On Wed, Jan 21, 2015 at 12:22 PM, Ronald van der Pol < Ronald.vanderPol@rvdp.org> wrote:
On Mon, Jan 19, 2015 at 22:55:04 +0000, Dave Bell wrote:
The 802.1ag code used is open source and available on: https://svn.surfnet.nl/trac/dot1ag-utils/
Of course if you want fast failover, you need to send packets very rapidly. Every 250ms is not unreasonable. This is going to cause the control plane to get very chatty. Typically on high end routers, processes such as BFD are actually ran on line cards as opposed to on the routing engine. When a failure is detected this reports up into the control plane to trigger a reconvergence event. I see no reason why this couldn't occur using SDN.
Exactly. This is something you want to do in hardware, especially if you want to do fast reroute with the OpenFlow group table. Problem is that many 1U OpenFlow switches do not support 802.1ag. We made the propotype mentioned above to show and investigate the benefits of OAM. The closed "open" networking foundation is supposed to be working on this, but I don't know the status because their mailing lists are closed.
In SDN/OpenFlow I think a couple of things are needed: - configure 802.1ag on the interfaces (via ofconfig?) - configure OpenFlow paths (e.g. primary and backup) and also create forwarding entries for 802.1ag datagrams along those paths - configure fast reroute with the group table (ofconfig?)
Fast reroute (in the form of fast failover) is supported in the OF spec (1.3+), using Group Tables.

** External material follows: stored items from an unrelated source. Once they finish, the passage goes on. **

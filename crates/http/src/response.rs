//! Response envelope shared by every module endpoint.
//!
//! All JSON bodies carry a `status` of `success`, `fail` or `server error`,
//! an optional human readable `message` and an optional `data` payload.

use axum::{
    http::StatusCode,
    response::{IntoResponse, Response},
    Json,
};
use serde::Serialize;

/// Outcome category reported in the `status` field.
#[derive(Debug, Clone, Copy, PartialEq, Eq, Serialize)]
pub enum ResponseStatus {
    #[serde(rename = "success")]
    Success,
    #[serde(rename = "fail")]
    Fail,
    #[serde(rename = "server error")]
    ServerError,
}

/// Serialized body of every API response.
#[derive(Debug, Serialize)]
pub struct StatusBody<T: Serialize> {
    pub status: ResponseStatus,
    #[serde(skip_serializing_if = "Option::is_none")]
    pub message: Option<String>,
    #[serde(skip_serializing_if = "Option::is_none")]
    pub data: Option<T>,
}

/// Successful API response: status code plus envelope.
#[derive(Debug)]
pub struct ApiResponse<T: Serialize> {
    status_code: StatusCode,
    body: StatusBody<T>,
}

impl<T: Serialize> ApiResponse<T> {
    /// `200 OK` carrying only `data`
    pub fn ok(data: T) -> Self {
        Self::success(StatusCode::OK, None, Some(data))
    }

    /// `201 Created` carrying a message and `data`
    pub fn created(message: impl Into<String>, data: T) -> Self {
        Self::success(StatusCode::CREATED, Some(message.into()), Some(data))
    }

    fn success(status_code: StatusCode, message: Option<String>, data: Option<T>) -> Self {
        Self {
            status_code,
            body: StatusBody {
                status: ResponseStatus::Success,
                message,
                data,
            },
        }
    }

    pub fn status_code(&self) -> StatusCode {
        self.status_code
    }
}

impl ApiResponse<()> {
    /// `200 OK` carrying only a message
    pub fn message(message: impl Into<String>) -> Self {
        Self::success(StatusCode::OK, Some(message.into()), None)
    }
}

impl<T: Serialize> IntoResponse for ApiResponse<T> {
    fn into_response(self) -> Response {
        (self.status_code, Json(self.body)).into_response()
    }
}
use super::*;

fn two_blobs() -> Vec<Rgb8> {
    let mut v = Vec::new();
    for i in 0..50u8 {
        v.push(Rgb8::new(10 + i % 5, 10, 10));
        v.push(Rgb8::new(240, 240 - i % 5, 240));
    }
    v
}

#[test]
fn separates_well_spaced_clusters() {
    let mut rng = Rng64::new(3);
    let mut centers = KMeans::default().cluster(&two_blobs(), 2, &mut rng).unwrap();
    centers.sort_by_key(|c| c.r);
    assert_eq!(centers.len(), 2);
    assert!(centers[0].r < 20 && centers[0].g == 10);
    assert!(centers[1].r == 240 && centers[1].g > 230);
}

#[test]
fn same_seed_same_centroids() {
    let samples: Vec<Rgb8> = (0..500u32)
        .map(|i| Rgb8::new((i * 7 % 256) as u8, (i * 13 % 256) as u8, (i * 29 % 256) as u8))
        .collect();
    let a = KMeans::default()
        .cluster(&samples, 8, &mut Rng64::new(11))
        .unwrap();
    let b = KMeans::default()
        .cluster(&samples, 8, &mut Rng64::new(11))
        .unwrap();
    assert_eq!(a, b);
    assert_eq!(a.len(), 8);
}

#[test]
fn returns_exactly_k_even_for_uniform_input() {
    let samples = vec![Rgb8::new(5, 6, 7); 20];
    let centers = KMeans::default()
        .cluster(&samples, 4, &mut Rng64::new(0))
        .unwrap();
    assert_eq!(centers, vec![Rgb8::new(5, 6, 7); 4]);
}

#[test]
fn rejects_bad_k() {
    let samples = two_blobs();
    let mut rng = Rng64::new(0);
    assert!(matches!(
        KMeans::default().cluster(&samples, 0, &mut rng),
        Err(PalError::EmptyPalette)
    ));
    assert!(matches!(
        KMeans::default().cluster(&samples, 300, &mut rng),
        Err(PalError::PaletteTooLarge { .. })
    ));
    assert!(matches!(
        KMeans::default().cluster(&samples[..3], 4, &mut rng),
        Err(PalError::InsufficientSamples {
            needed: 4,
            available: 3
        })
    ));
}
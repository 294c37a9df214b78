use super::*;

fn probe(fps_num: u32, fps_den: u32) -> VideoProbe {
    VideoProbe {
        source_path: PathBuf::from("clip.mp4"),
        width: 320,
        height: 180,
        fps_num,
        fps_den,
        duration_sec: 2.0,
        frame_count: 60,
    }
}

#[test]
fn nominal_fps_truncates() {
    assert_eq!(probe(30, 1).nominal_fps().unwrap(), 30);
    assert_eq!(probe(30000, 1001).nominal_fps().unwrap(), 29);
    assert_eq!(probe(24000, 1001).nominal_fps().unwrap(), 23);
}

#[test]
fn nominal_fps_rejects_slow_or_unknown_rates() {
    assert!(probe(1, 2).nominal_fps().is_err());
    assert!(probe(0, 1).nominal_fps().is_err());
    assert!(probe(30, 0).nominal_fps().is_err());
}

#[test]
fn frame_times_follow_rate() {
    let p = probe(25, 1);
    assert_eq!(p.frame_time_sec(0), 0.0);
    assert!((p.frame_time_sec(50) - 2.0).abs() < 1e-9);
    assert_eq!(probe(0, 1).frame_time_sec(10), 0.0);
}

#[cfg(feature = "media-ffmpeg")]
#[test]
fn ratio_parsing() {
    assert_eq!(parse_ff_ratio("30000/1001"), Some((30000, 1001)));
    assert_eq!(parse_ff_ratio("25/1"), Some((25, 1)));
    assert_eq!(parse_ff_ratio("0/0"), None);
    assert_eq!(parse_ff_ratio("abc"), None);
}

#[cfg(feature = "media-ffmpeg")]
#[test]
fn empty_sample_decode_means_too_few_frames() {
    assert!(matches!(
        check_sample_len(0, 47, 12),
        Err(PalError::InsufficientSamples {
            needed: 48,
            available: 47
        })
    ));
    assert!(matches!(
        check_sample_len(6, 3, 12),
        Err(PalError::Source(_))
    ));
    assert!(check_sample_len(12, 3, 12).is_ok());
}

#[test]
fn missing_file_fails_to_open() {
    assert!(FfmpegSource::open(Path::new("/nonexistent/clip.mp4")).is_err());
}
//! Frame sources: the decoding side of the pipeline.

use crate::foundation::core::Frame;
use crate::foundation::error::PalResult;

/// `ffmpeg`/`ffprobe` backed source.
pub mod ffmpeg;
/// In-memory source for tests and synthetic input.
pub mod memory;

/// Metadata reported by a source before decoding starts.
#[derive(Clone, Copy, Debug, PartialEq, Eq, serde::Serialize)]
pub struct SourceInfo {
    /// Frame count as reported by the source. May be an estimate.
    pub frame_count: u32,
    /// Frame width in pixels.
    pub width: u32,
    /// Frame height in pixels.
    pub height: u32,
    /// Nominal playback rate, whole frames per second.
    pub fps: u16,
}

/// A decoder that yields frames in order and can fetch reduced frames at arbitrary positions.
pub trait FrameSource {
    /// Source metadata, queried once before iteration.
    fn info(&self) -> SourceInfo;

    /// Next frame in presentation order, `None` at end of stream.
    fn next_frame(&mut self) -> PalResult<Option<Frame>>;

    /// Frame at position `index`, reduced to `width x height`.
    ///
    /// Independent of the [`FrameSource::next_frame`] cursor. A position past the last frame
    /// that actually decodes fails with [`InsufficientSamples`](crate::PalError::InsufficientSamples).
    fn sample_frame(&mut self, index: u32, width: u32, height: u32) -> PalResult<Frame>;
}
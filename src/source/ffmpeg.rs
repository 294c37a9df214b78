use std::io::Read;
use std::path::{Path, PathBuf};
use std::process::{Child, ChildStdout};
use std::thread::JoinHandle;

use crate::foundation::core::Frame;
use crate::foundation::error::{PalError, PalResult};
use crate::source::{FrameSource, SourceInfo};

/// Stream metadata reported by `ffprobe`.
#[derive(Clone, Debug)]
pub struct VideoProbe {
    /// Probed file.
    pub source_path: PathBuf,
    /// Frame width in pixels.
    pub width: u32,
    /// Frame height in pixels.
    pub height: u32,
    /// Frame rate numerator.
    pub fps_num: u32,
    /// Frame rate denominator.
    pub fps_den: u32,
    /// Container duration in seconds, 0 when unknown.
    pub duration_sec: f64,
    /// Stream frame count (`nb_frames`), or an estimate from duration and rate.
    pub frame_count: u32,
}

impl VideoProbe {
    /// Exact source rate in frames per second.
    pub fn source_fps(&self) -> f64 {
        if self.fps_den == 0 {
            0.0
        } else {
            f64::from(self.fps_num) / f64::from(self.fps_den)
        }
    }

    /// Whole frames per second (fractional rates are truncated, 29.97 -> 29).
    pub fn nominal_fps(&self) -> PalResult<u16> {
        let fps = self.source_fps().floor();
        if fps < 1.0 {
            return Err(PalError::validation(format!(
                "source frame rate {}/{} is below 1 fps",
                self.fps_num, self.fps_den
            )));
        }
        if fps > f64::from(u16::MAX) {
            return Err(PalError::validation(format!(
                "source frame rate {fps} does not fit the stream header"
            )));
        }
        Ok(fps as u16)
    }

    /// Presentation time of frame `index`, in seconds.
    pub fn frame_time_sec(&self, index: u32) -> f64 {
        if self.fps_num == 0 {
            0.0
        } else {
            f64::from(index) * f64::from(self.fps_den) / f64::from(self.fps_num)
        }
    }
}

/// Return `true` when the `ffmpeg` binary can be executed.
pub fn is_ffmpeg_on_path() -> bool {
    tool_runs("ffmpeg")
}

/// Return `true` when the `ffprobe` binary can be executed.
pub fn is_ffprobe_on_path() -> bool {
    tool_runs("ffprobe")
}

fn tool_runs(name: &str) -> bool {
    std::process::Command::new(name)
        .arg("-version")
        .stdout(std::process::Stdio::null())
        .stderr(std::process::Stdio::null())
        .status()
        .map(|s| s.success())
        .unwrap_or(false)
}

#[cfg(feature = "media-ffmpeg")]
/// Probe `source_path` with `ffprobe` for the first video stream's geometry, rate and frame count.
pub fn probe_video(source_path: &Path) -> PalResult<VideoProbe> {
    #[derive(serde::Deserialize)]
    struct ProbeStream {
        codec_type: Option<String>,
        width: Option<u32>,
        height: Option<u32>,
        r_frame_rate: Option<String>,
        nb_frames: Option<String>,
    }
    #[derive(serde::Deserialize)]
    struct ProbeFormat {
        duration: Option<String>,
    }
    #[derive(serde::Deserialize)]
    struct ProbeOut {
        streams: Vec<ProbeStream>,
        format: Option<ProbeFormat>,
    }

    let out = std::process::Command::new("ffprobe")
        .args([
            "-v",
            "error",
            "-print_format",
            "json",
            "-show_streams",
            "-show_format",
        ])
        .arg(source_path)
        .output()
        .map_err(|e| PalError::source(format!("failed to run ffprobe: {e}")))?;
    if !out.status.success() {
        return Err(PalError::source(format!(
            "ffprobe failed for '{}': {}",
            source_path.display(),
            String::from_utf8_lossy(&out.stderr).trim()
        )));
    }

    let parsed: ProbeOut = serde_json::from_slice(&out.stdout)
        .map_err(|e| PalError::source(format!("ffprobe json parse failed: {e}")))?;
    let video_stream = parsed
        .streams
        .iter()
        .find(|s| s.codec_type.as_deref() == Some("video"))
        .ok_or_else(|| PalError::source("no video stream found"))?;
    let width = video_stream
        .width
        .ok_or_else(|| PalError::source("missing video width from ffprobe"))?;
    let height = video_stream
        .height
        .ok_or_else(|| PalError::source("missing video height from ffprobe"))?;
    let (fps_num, fps_den) = parse_ff_ratio(video_stream.r_frame_rate.as_deref().unwrap_or("0/1"))
        .ok_or_else(|| PalError::source("invalid video r_frame_rate"))?;
    let duration_sec = parsed
        .format
        .as_ref()
        .and_then(|f| f.duration.as_ref())
        .and_then(|s| s.parse::<f64>().ok())
        .unwrap_or(0.0);

    let frame_count = match video_stream
        .nb_frames
        .as_deref()
        .and_then(|s| s.parse::<u32>().ok())
    {
        Some(n) => n,
        None => {
            let fps = if fps_den == 0 {
                0.0
            } else {
                f64::from(fps_num) / f64::from(fps_den)
            };
            (duration_sec * fps).floor().clamp(0.0, f64::from(u32::MAX)) as u32
        }
    };

    Ok(VideoProbe {
        source_path: source_path.to_path_buf(),
        width,
        height,
        fps_num,
        fps_den,
        duration_sec,
        frame_count,
    })
}

#[cfg(not(feature = "media-ffmpeg"))]
/// Probe `source_path` with `ffprobe` for the first video stream's geometry, rate and frame count.
pub fn probe_video(_source_path: &Path) -> PalResult<VideoProbe> {
    Err(PalError::source(
        "video decoding requires the 'media-ffmpeg' feature",
    ))
}

#[cfg(feature = "media-ffmpeg")]
fn parse_ff_ratio(s: &str) -> Option<(u32, u32)> {
    let mut parts = s.split('/');
    let a = parts.next()?.parse::<u32>().ok()?;
    let b = parts.next()?.parse::<u32>().ok()?;
    if b == 0 {
        return None;
    }
    Some((a, b))
}

struct RawDecoder {
    child: Child,
    stdout: ChildStdout,
    stderr_drain: Option<JoinHandle<std::io::Result<Vec<u8>>>>,
    buf: Vec<u8>,
}

impl RawDecoder {
    #[cfg(feature = "media-ffmpeg")]
    fn spawn(probe: &VideoProbe) -> PalResult<Self> {
        use std::process::{Command, Stdio};

        if !is_ffmpeg_on_path() {
            return Err(PalError::source(
                "ffmpeg is required for video decoding, but was not found on PATH",
            ));
        }

        let mut child = Command::new("ffmpeg")
            .args(["-v", "error", "-i"])
            .arg(&probe.source_path)
            .args(["-an", "-f", "rawvideo", "-pix_fmt", "rgb24", "pipe:1"])
            .stdin(Stdio::null())
            .stdout(Stdio::piped())
            .stderr(Stdio::piped())
            .spawn()
            .map_err(|e| {
                PalError::source(format!(
                    "failed to spawn ffmpeg (is it installed and on PATH?): {e}"
                ))
            })?;

        let stdout = child
            .stdout
            .take()
            .ok_or_else(|| PalError::source("failed to open ffmpeg stdout (unexpected)"))?;
        let mut stderr = child
            .stderr
            .take()
            .ok_or_else(|| PalError::source("failed to open ffmpeg stderr (unexpected)"))?;
        let stderr_drain = std::thread::spawn(move || {
            let mut stderr_bytes = Vec::new();
            stderr.read_to_end(&mut stderr_bytes)?;
            Ok(stderr_bytes)
        });

        Ok(Self {
            child,
            stdout,
            stderr_drain: Some(stderr_drain),
            buf: vec![0u8; probe.width as usize * probe.height as usize * 3],
        })
    }

    #[cfg(not(feature = "media-ffmpeg"))]
    fn spawn(_probe: &VideoProbe) -> PalResult<Self> {
        Err(PalError::source(
            "video decoding requires the 'media-ffmpeg' feature",
        ))
    }

    /// Fill `buf` with the next frame. `Ok(false)` on a clean end of stream.
    fn read_frame(&mut self) -> PalResult<bool> {
        let mut filled = 0;
        while filled < self.buf.len() {
            let n = self.stdout.read(&mut self.buf[filled..]).map_err(|e| {
                PalError::source(format!("failed to read decoded frame from ffmpeg: {e}"))
            })?;
            if n == 0 {
                break;
            }
            filled += n;
        }
        if filled == self.buf.len() {
            return Ok(true);
        }

        self.wait()?;
        if filled == 0 {
            Ok(false)
        } else {
            Err(PalError::source(format!(
                "ffmpeg produced a partial frame: {filled} of {} bytes",
                self.buf.len()
            )))
        }
    }

    fn wait(&mut self) -> PalResult<()> {
        let status = self
            .child
            .wait()
            .map_err(|e| PalError::source(format!("failed to wait for ffmpeg: {e}")))?;
        let stderr = match self.stderr_drain.take() {
            Some(handle) => handle
                .join()
                .map_err(|_| PalError::source("ffmpeg stderr drain thread panicked"))?
                .unwrap_or_default(),
            None => Vec::new(),
        };
        if !status.success() {
            return Err(PalError::source(format!(
                "ffmpeg exited with status {status}: {}",
                String::from_utf8_lossy(&stderr).trim()
            )));
        }
        Ok(())
    }
}

impl Drop for RawDecoder {
    fn drop(&mut self) {
        if self.stderr_drain.is_some() {
            let _ = self.child.kill();
            let _ = self.child.wait();
        }
    }
}

/// Frame source that decodes a video file with the system `ffmpeg` binary.
///
/// Frames are streamed as raw `rgb24` from a long-running child process, one frame in memory at
/// a time. Sampling spawns a separate one-shot decode per requested position.
pub struct FfmpegSource {
    probe: VideoProbe,
    info: SourceInfo,
    decoder: Option<RawDecoder>,
    finished: bool,
}

impl FfmpegSource {
    /// Probe `path` and prepare a source. Decoding starts on the first `next_frame`.
    pub fn open(path: &Path) -> PalResult<Self> {
        let probe = probe_video(path)?;
        let info = SourceInfo {
            frame_count: probe.frame_count,
            width: probe.width,
            height: probe.height,
            fps: probe.nominal_fps()?,
        };
        tracing::debug!(?info, path = %path.display(), "probed video source");
        Ok(Self {
            probe,
            info,
            decoder: None,
            finished: false,
        })
    }

    /// Raw probe data.
    pub fn probe(&self) -> &VideoProbe {
        &self.probe
    }
}

impl FrameSource for FfmpegSource {
    fn info(&self) -> SourceInfo {
        self.info
    }

    fn next_frame(&mut self) -> PalResult<Option<Frame>> {
        if self.finished {
            return Ok(None);
        }
        if self.decoder.is_none() {
            self.decoder = Some(RawDecoder::spawn(&self.probe)?);
        }
        let Some(decoder) = self.decoder.as_mut() else {
            return Ok(None);
        };

        if decoder.read_frame()? {
            Frame::from_rgb24(self.info.width, self.info.height, &decoder.buf).map(Some)
        } else {
            self.finished = true;
            self.decoder = None;
            Ok(None)
        }
    }

    fn sample_frame(&mut self, index: u32, width: u32, height: u32) -> PalResult<Frame> {
        let bytes = decode_scaled_frame(&self.probe, index, width, height)?;
        Frame::from_rgb24(width, height, &bytes)
    }
}

#[cfg(feature = "media-ffmpeg")]
fn decode_scaled_frame(
    probe: &VideoProbe,
    index: u32,
    width: u32,
    height: u32,
) -> PalResult<Vec<u8>> {
    let t = probe.frame_time_sec(index);
    let out = std::process::Command::new("ffmpeg")
        .args(["-v", "error", "-ss", &format!("{t:.9}")])
        .arg("-i")
        .arg(&probe.source_path)
        .args([
            "-an",
            "-frames:v",
            "1",
            "-vf",
            &format!("scale={width}:{height}:flags=area"),
            "-f",
            "rawvideo",
            "-pix_fmt",
            "rgb24",
            "pipe:1",
        ])
        .output()
        .map_err(|e| PalError::source(format!("failed to run ffmpeg for frame sampling: {e}")))?;

    if !out.status.success() {
        return Err(PalError::source(format!(
            "ffmpeg sample decode failed for '{}' at frame {index}: {}",
            probe.source_path.display(),
            String::from_utf8_lossy(&out.stderr).trim()
        )));
    }

    check_sample_len(out.stdout.len(), index, width as usize * height as usize * 3)?;
    Ok(out.stdout)
}

// A clean decode with no output means `index` lies past the last frame, which happens when the
// frame count was estimated from the container duration.
#[cfg(feature = "media-ffmpeg")]
fn check_sample_len(len: usize, index: u32, expected: usize) -> PalResult<()> {
    if len == 0 {
        return Err(PalError::InsufficientSamples {
            needed: u64::from(index) + 1,
            available: u64::from(index),
        });
    }
    if len != expected {
        return Err(PalError::source(format!(
            "sampled frame {index} has {len} bytes, expected {expected}"
        )));
    }
    Ok(())
}

#[cfg(not(feature = "media-ffmpeg"))]
fn decode_scaled_frame(
    _probe: &VideoProbe,
    _index: u32,
    _width: u32,
    _height: u32,
) -> PalResult<Vec<u8>> {
    Err(PalError::source(
        "video decoding requires the 'media-ffmpeg' feature",
    ))
}

#[cfg(test)]
#[path = "../../tests/unit/source/ffmpeg.rs"]
mod tests;
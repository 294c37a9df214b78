use super::*;

#[test]
fn dist_sq_does_not_underflow() {
    let a = Rgb8::new(0, 0, 0);
    let b = Rgb8::new(255, 255, 255);
    assert_eq!(a.dist_sq(b), 3 * 255 * 255);
    assert_eq!(b.dist_sq(a), 3 * 255 * 255);
    assert_eq!(a.dist_sq(a), 0);
    assert_eq!(Rgb8::new(10, 20, 30).dist_sq(Rgb8::new(13, 16, 30)), 25);
}

#[test]
fn frame_new_checks_pixel_count() {
    assert!(Frame::new(2, 2, vec![Rgb8::BLACK; 4]).is_ok());
    assert!(Frame::new(2, 2, vec![Rgb8::BLACK; 3]).is_err());
}

#[test]
fn from_rgb24_reads_channels_in_order() {
    let f = Frame::from_rgb24(2, 1, &[1, 2, 3, 4, 5, 6]).unwrap();
    assert_eq!(f.pixels, vec![Rgb8::new(1, 2, 3), Rgb8::new(4, 5, 6)]);
    assert!(Frame::from_rgb24(2, 1, &[1, 2, 3]).is_err());
}

#[test]
fn resize_nearest_picks_top_left_of_each_cell() {
    let pixels = (0..16u8).map(Rgb8::gray).collect();
    let f = Frame::new(4, 4, pixels).unwrap();
    let small = f.resize_nearest(2, 2).unwrap();
    assert_eq!(
        small.pixels,
        vec![Rgb8::gray(0), Rgb8::gray(2), Rgb8::gray(8), Rgb8::gray(10)]
    );
    assert!(f.resize_nearest(0, 2).is_err());
}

By doing this detection and failover are handled in hardware.
rvdp
Data plane reachability could be performed in SDN/OpenFlow networks using BFD/ Ethernet CFM (802.1ag), Y.1731, preferably on silicon if there is support (which i believe every silicon vendor should work on). It would not be ideal if these OAM frames are forwarded to a central controller. Today - I think it is done on some form of software layer (ovs, sdks) that reside on these OF switches.